Who knows. I’m not you. I know very little about you. That’s the whole point of what I’m about to share.
There are many things I know. And many more I don’t.
This is, in essence, the first line of a book I started writing last November.
I didn’t know then how much it spoke to my actual life.
I am someone who has always found deep fascination in learning new things. It’s what got me through two science degrees, even though I’m bad at math.
It is, still, very difficult for me to admit when I am wrong, or when I do not know something – especially when I do not know something as well as someone else knows it.
I realize this makes me sound extremely unlikable. I wouldn’t be offended if you agreed.
As a writer, you’re expected to know a lot about a lot of things. I suppose I found a very easy, and lazy, way around this when I first decided to start blogging about writing – the thing I knew the most about, because it’s what I did every day.
Writing about yourself, and what you do every day as you twirl about in your own personal world, requires very little research. It allows you to remain extremely narrow-minded … which is the most dangerous thing a writer can be.
They’re not wrong, when they tell you to write what you know.

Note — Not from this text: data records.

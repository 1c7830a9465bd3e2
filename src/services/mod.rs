// SPDX-License-Identifier: MIT
// Copyright 2026 Roland Dreier <roland@rolandd.dev>

//! Services module - business logic layer.

pub mod activity;
pub mod audit;
pub mod factors;

pub use activity::ActivityService;
pub use audit::{AuditSink, TracingAuditSink};
pub use factors::{EmissionFactorLookup, FactorTable};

But many of us take that to mean we should only write about what we are familiar with.
In some contexts, this is perfectly logical.

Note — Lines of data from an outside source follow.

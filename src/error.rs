// SPDX-License-Identifier: MIT
// Copyright 2026 Roland Dreier <roland@rolandd.dev>

//! Error types for the activity core and the services wrapping it.

/// Errors raised by activities and by collaborators.
#[derive(Debug, Clone, PartialEq, thiserror::Error)]
pub enum AppError {
    /// A referenced user, emission factor or unit is missing.
    #[error("{0}")]
    NotFound(String),

    /// Activity data failed validation.
    #[error("Invalid activity data: {0}")]
    Validation(String),

    /// An operation was attempted before its inputs were available.
    #[error("{0}")]
    Precondition(String),

    /// An underlying persistence or lookup call failed.
    #[error("Collaborator error: {0}")]
    Collaborator(String),
}

impl AppError {
    /// Short machine-readable name of the error kind.
    pub fn kind(&self) -> &'static str {
        match self {
            AppError::NotFound(_) => "not_found",
            AppError::Validation(_) => "validation",
            AppError::Precondition(_) => "precondition",
            AppError::Collaborator(_) => "collaborator",
        }
    }
}

/// Service-level errors. Each wraps the message of the failure that aborted
/// the operation.
#[derive(Debug, Clone, PartialEq, thiserror::Error)]
pub enum ServiceError {
    #[error("Error creating activity: {0}")]
    Creation(String),

    #[error("Error calculating footprint: {0}")]
    Footprint(String),
}

impl ServiceError {
    /// The original message of the wrapped failure.
    pub fn message(&self) -> &str {
        match self {
            ServiceError::Creation(msg) | ServiceError::Footprint(msg) => msg,
        }
    }
}

/// Result type alias for the core and its collaborators.
pub type Result<T> = std::result::Result<T, AppError>;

In many others, it is toxic.
Growing up, I wrote a lot of stories featuring characters I wished I could be. Super-smart, pretty, popular, successful. They were nice stories. But they were selfish. It took me ten years of writing novels to come to that realization.
Writing what you know – in its often misunderstood implications – is easy, and safe, and boring. I wanted to learn things. I wanted to understand things as they are, not portray them only as how I perceived them to be.
There are so many different kinds of people, with so many stories I have not heard – that the world has not heard. I want to tell stories we haven’t heard a thousand times. But I want to do it without preaching, without shoving anything in my readers’ faces, because, honestly – is that what they’re signing up for?
Is that what they want?
I’ll admit it: I’ve judged plenty of writers in the past, for “being inclusive” simply for the sake of being inclusive, or politically correct, or whatever. Is this really necessary? Why does every show now have to have a gay character? I mean, I have nothing against …
Stop. Just stop.
As you grow as a writer, and as a person, your viewpoints change, as have mine.
For the record, I don’t really have that much of a right to talk about diversity at all – read: I have a lot of privilege, and that’s not a fact I can change.
But that doesn’t mean I can’t use storytelling not only in an attempt to understand multiple sides of an issue that does not apply to me, but maybe, give someone out there a character to relate to, to understand them … to help give them the confidence to stand up for themselves and people like them.
I understand now that maybe that’s what these writers I used to so wrongfully judge have been doing all along. Trying to understand complex things in the best way they know how: by writing about them from someone else’s point of view.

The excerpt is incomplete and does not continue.